Problem to work on -
All the data below should be printed again without a single difference.

Source records
═══

use bson::doc;
use mongodb::options::FindOptions;
use mongodb::Database;
use rocket::futures::StreamExt;
use serde::Deserialize;
use utoipa::ToSchema;
use uuid::Uuid;

use crate::data::filter;
use crate::data::video::db::VideoDbExt;
use crate::data::video::VIDEO_COLLECTION_NAME;
use crate::resp::problem::Problem;

use super::{reassign_target, Section, VideoDisposition, SECTION_COLLECTION_NAME};

pub mod problem {
    use crate::resp::problem::Problem;
    use rocket::http::Status;
    use uuid::Uuid;

    #[inline]
    pub fn not_found(id: Uuid) -> Problem {
        Problem::new_untyped(Status::NotFound, "Section doesn't exist.")
            .insert("id", id.to_string())
            .clone()
    }
}

#[derive(Debug, Clone, Deserialize, ToSchema)]
pub struct SectionCreateData {
    pub title: String,
    #[serde(default)]
    pub order: i32,
    pub course_id: Uuid,
}

#[derive(Debug, Clone, Deserialize, ToSchema)]
pub struct SectionUpdateData {
    pub title: Option<String>,
    pub order: Option<i32>,
}

/// Result of deleting a section together with the fate of its videos.
#[derive(Debug, Clone)]
pub struct SectionRemoval {
    pub section: Section,
    pub disposition: VideoDisposition,
}

pub trait SectionDbExt {
    async fn create_section(&self, data: SectionCreateData) -> Result<Section, Problem>;

    /// Sections of a course in display order.
    async fn sections_by_course(&self, course_id: Uuid) -> Result<Vec<Section>, Problem>;

    async fn get_section(&self, id: Uuid) -> Result<Option<Section>, Problem>;

    async fn update_section(
        &self,
        id: Uuid,
        data: SectionUpdateData,
    ) -> Result<Option<Section>, Problem>;

    /// Deletes a section, re-homing its videos into the preferred sibling
    /// (previous by order, falling back to next) or deleting them when
    /// the section was the last one. The section document is removed only
    /// after its videos are settled, so a partial failure can never leave
    /// videos referencing a deleted section. Returns `None` when the
    /// section doesn't exist, which makes re-runs no-ops.
    async fn delete_section(&self, id: Uuid) -> Result<Option<SectionRemoval>, Problem>;
}

impl SectionDbExt for Database {
    async fn create_section(&self, data: SectionCreateData) -> Result<Section, Problem> {
        let section = Section {
            id: Uuid::new_v4(),
            title: data.title,
            order: data.order,
            course_id: data.course_id,
            created: chrono::Utc::now(),
        };

        self.collection::<Section>(SECTION_COLLECTION_NAME)
            .insert_one(&section, None)
            .await
            .map_err(Problem::from)?;

        Ok(section)
    }

    async fn sections_by_course(&self, course_id: Uuid) -> Result<Vec<Section>, Problem> {
        let options = FindOptions::builder().sort(doc! { "order": 1 }).build();

        let mut cursor = self
            .collection::<Section>(SECTION_COLLECTION_NAME)
            .find(filter::by_course(course_id), options)
            .await
            .map_err(Problem::from)?;

        let mut sections = vec![];
        while let Some(section) = cursor.next().await {
            match section {
                Ok(it) => sections.push(it),
                Err(_) => tracing::warn!("Unable to deserialize Section document."),
            }
        }

        Ok(sections)
    }

    async fn get_section(&self, id: Uuid) -> Result<Option<Section>, Problem> {
        self.collection(SECTION_COLLECTION_NAME)
            .find_one(filter::by_id(id), None)
            .await
            .map_err(Problem::from)
    }

    async fn update_section(
        &self,
        id: Uuid,
        data: SectionUpdateData,
    ) -> Result<Option<Section>, Problem> {
        let mut changes = doc! {};
        if let Some(title) = data.title {
            changes.insert("title", title);
        }
        if let Some(order) = data.order {
            changes.insert("order", order);
        }

        if changes.is_empty() {
            return self.get_section(id).await;
        }

        self.collection::<Section>(SECTION_COLLECTION_NAME)
            .find_one_and_update(
                filter::by_id(id),
                doc! { "$set": changes },
                mongodb::options::FindOneAndUpdateOptions::builder()
                    .return_document(mongodb::options::ReturnDocument::After)
                    .build(),
            )
            .await
            .map_err(Problem::from)
    }

    #[tracing::instrument(skip(self))]
    async fn delete_section(&self, id: Uuid) -> Result<Option<SectionRemoval>, Problem> {
        let section: Section = match self.get_section(id).await? {
            Some(it) => it,
            None => return Ok(None),
        };

        let videos = self.videos_by_section(id).await?;
        tracing::debug!("section has {} videos to settle", videos.len());

        let disposition = if videos.is_empty() {
            VideoDisposition::NoVideos
        } else {
            let siblings: Vec<Section> = self
                .sections_by_course(section.course_id)
                .await?
                .into_iter()
                .filter(|s| s.id != section.id)
                .collect();

            match reassign_target(&section, &siblings) {
                Some(target) => {
                    let result = self
                        .collection::<crate::data::video::Video>(VIDEO_COLLECTION_NAME)
                        .update_many(
                            filter::by_section(id),
                            doc! { "$set": { "section_id": target.id.to_string() } },
                            None,
                        )
                        .await
                        .map_err(Problem::from)?;

                    tracing::info!("moved {} videos to section {}", result.modified_count, target.id);
                    VideoDisposition::Reassigned {
                        target: target.id,
                        moved: result.modified_count,
                    }
                }
                None => {
                    let result = self
                        .collection::<crate::data::video::Video>(VIDEO_COLLECTION_NAME)
                        .delete_many(filter::by_section(id), None)
                        .await
                        .map_err(Problem::from)?;

                    tracing::info!("deleted {} videos with their section", result.deleted_count);
                    VideoDisposition::Deleted {
                        removed: result.deleted_count,
                    }
                }
            }
        };

        self.collection::<Section>(SECTION_COLLECTION_NAME)
            .delete_one(filter::by_id(id), None)
            .await
            .map_err(Problem::from)?;

        Ok(Some(SectionRemoval {
            section,
            disposition,
        }))
    }
}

═══

Your response -
use bson::doc;
use mongodb::options::FindOptions;
use mongodb::Database;
use rocket::futures::StreamExt;
use serde::Deserialize;
use utoipa::ToSchema;
use uuid::Uuid;

use crate::data::filter;
use crate::data::video::db::VideoDbExt;
use crate::data::video::VIDEO_COLLECTION_NAME;
use crate::resp::problem::Problem;

use super::{reassign_target, Section, VideoDisposition, SECTION_COLLECTION_NAME};

pub mod problem {
    use crate::resp::problem::Problem;
    use rocket::http::Status;
    use uuid::Uuid;

    #[inline]
    pub fn not_found(id: Uuid) -> Problem {
        Problem::new_untyped(Status::NotFound, "Section doesn't exist.")
            .insert("id", id.to_string())
            .clone()
    }
}

#[derive(Debug, Clone, Deserialize, ToSchema)]
pub struct SectionCreateData {
    pub title: String,
    #[serde(default)]
    pub order: i32,
    pub course_id: Uuid,
}

#[derive(Debug, Clone, Deserialize, ToSchema)]
pub struct SectionUpdateData {
    pub title: Option<String>,
    pub order: Option<i32>,
}

/// Result of deleting a section together with the fate of its videos.
#[derive(Debug, Clone)]
pub struct SectionRemoval {
    pub section: Section,
    pub disposition: VideoDisposition,
}

pub trait SectionDbExt {
    async fn create_section(&self, data: SectionCreateData) -> Result<Section, Problem>;

    /// Sections of a course in display order.
    async fn sections_by_course(&self, course_id: Uuid) -> Result<Vec<Section>, Problem>;

    async fn get_section(&self, id: Uuid) -> Result<Option<Section>, Problem>;

    async fn update_section(
        &self,
        id: Uuid,
        data: SectionUpdateData,
    ) -> Result<Option<Section>, Problem>;

    /// Deletes a section, re-homing its videos into the preferred sibling
    /// (previous by order, falling back to next) or deleting them when
    /// the section was the last one. The section document is removed only
    /// after its videos are settled, so a partial failure can never leave
    /// videos referencing a deleted section. Returns `None` when the
    /// section doesn't exist, which makes re-runs no-ops.
    async fn delete_section(&self, id: Uuid) -> Result<Option<SectionRemoval>, Problem>;
}

impl SectionDbExt for Database {
    async fn create_section(&self, data: SectionCreateData) -> Result<Section, Problem> {
        let section = Section {
            id: Uuid::new_v4(),
            title: data.title,
            order: data.order,
            course_id: data.course_id,
            created: chrono::Utc::now(),
        };

        self.collection::<Section>(SECTION_COLLECTION_NAME)
            .insert_one(&section, None)
            .await
            .map_err(Problem::from)?;

        Ok(section)
    }

    async fn sections_by_course(&self, course_id: Uuid) -> Result<Vec<Section>, Problem> {
        let options = FindOptions::builder().sort(doc! { "order": 1 }).build();

        let mut cursor = self
            .collection::<Section>(SECTION_COLLECTION_NAME)
            .find(filter::by_course(course_id), options)
            .await
            .map_err(Problem::from)?;

        let mut sections = vec![];
        while let Some(section) = cursor.next().await {
            match section {
                Ok(it) => sections.push(it),
                Err(_) => tracing::warn!("Unable to deserialize Section document."),
            }
        }

        Ok(sections)
    }

    async fn get_section(&self, id: Uuid) -> Result<Option<Section>, Problem> {
        self.collection(SECTION_COLLECTION_NAME)
            .find_one(filter::by_id(id), None)
            .await
            .map_err(Problem::from)
    }

    async fn update_section(
        &self,
        id: Uuid,
        data: SectionUpdateData,
    ) -> Result<Option<Section>, Problem> {
        let mut changes = doc! {};
        if let Some(title) = data.title {
            changes.insert("title", title);
        }
        if let Some(order) = data.order {
            changes.insert("order", order);
        }

        if changes.is_empty() {
            return self.get_section(id).await;
        }

        self.collection::<Section>(SECTION_COLLECTION_NAME)
            .find_one_and_update(
                filter::by_id(id),
                doc! { "$set": changes },
                mongodb::options::FindOneAndUpdateOptions::builder()
                    .return_document(mongodb::options::ReturnDocument::After)
                    .build(),
            )
            .await
            .map_err(Problem::from)
    }

    #[tracing::instrument(skip(self))]
    async fn delete_section(&self, id: Uuid) -> Result<Option<SectionRemoval>, Problem> {
        let section: Section = match self.get_section(id).await? {
            Some(it) => it,
            None => return Ok(None),
        };

        let videos = self.videos_by_section(id).await?;
        tracing::debug!("section has {} videos to settle", videos.len());

        let disposition = if videos.is_empty() {
            VideoDisposition::NoVideos
        } else {
            let siblings: Vec<Section> = self
                .sections_by_course(section.course_id)
                .await?
                .into_iter()
                .filter(|s| s.id != section.id)
                .collect();

            match reassign_target(&section, &siblings) {
                Some(target) => {
                    let result = self
                        .collection::<crate::data::video::Video>(VIDEO_COLLECTION_NAME)
                        .update_many(
                            filter::by_section(id),
                            doc! { "$set": { "section_id": target.id.to_string() } },
                            None,
                        )
                        .await
                        .map_err(Problem::from)?;

                    tracing::info!("moved {} videos to section {}", result.modified_count, target.id);
                    VideoDisposition::Reassigned {
                        target: target.id,
                        moved: result.modified_count,
                    }
                }
                None => {
                    let result = self
                        .collection::<crate::data::video::Video>(VIDEO_COLLECTION_NAME)
                        .delete_many(filter::by_section(id), None)
                        .await
                        .map_err(Problem::from)?;

                    tracing::info!("deleted {} videos with their section", result.deleted_count);
                    VideoDisposition::Deleted {
                        removed: result.deleted_count,
                    }
                }
            }
        };

        self.collection::<Section>(SECTION_COLLECTION_NAME)
            .delete_one(filter::by_id(id), None)
            .await
            .map_err(Problem::from)?;

        Ok(Some(SectionRemoval {
            section,
            disposition,
        }))
    }
}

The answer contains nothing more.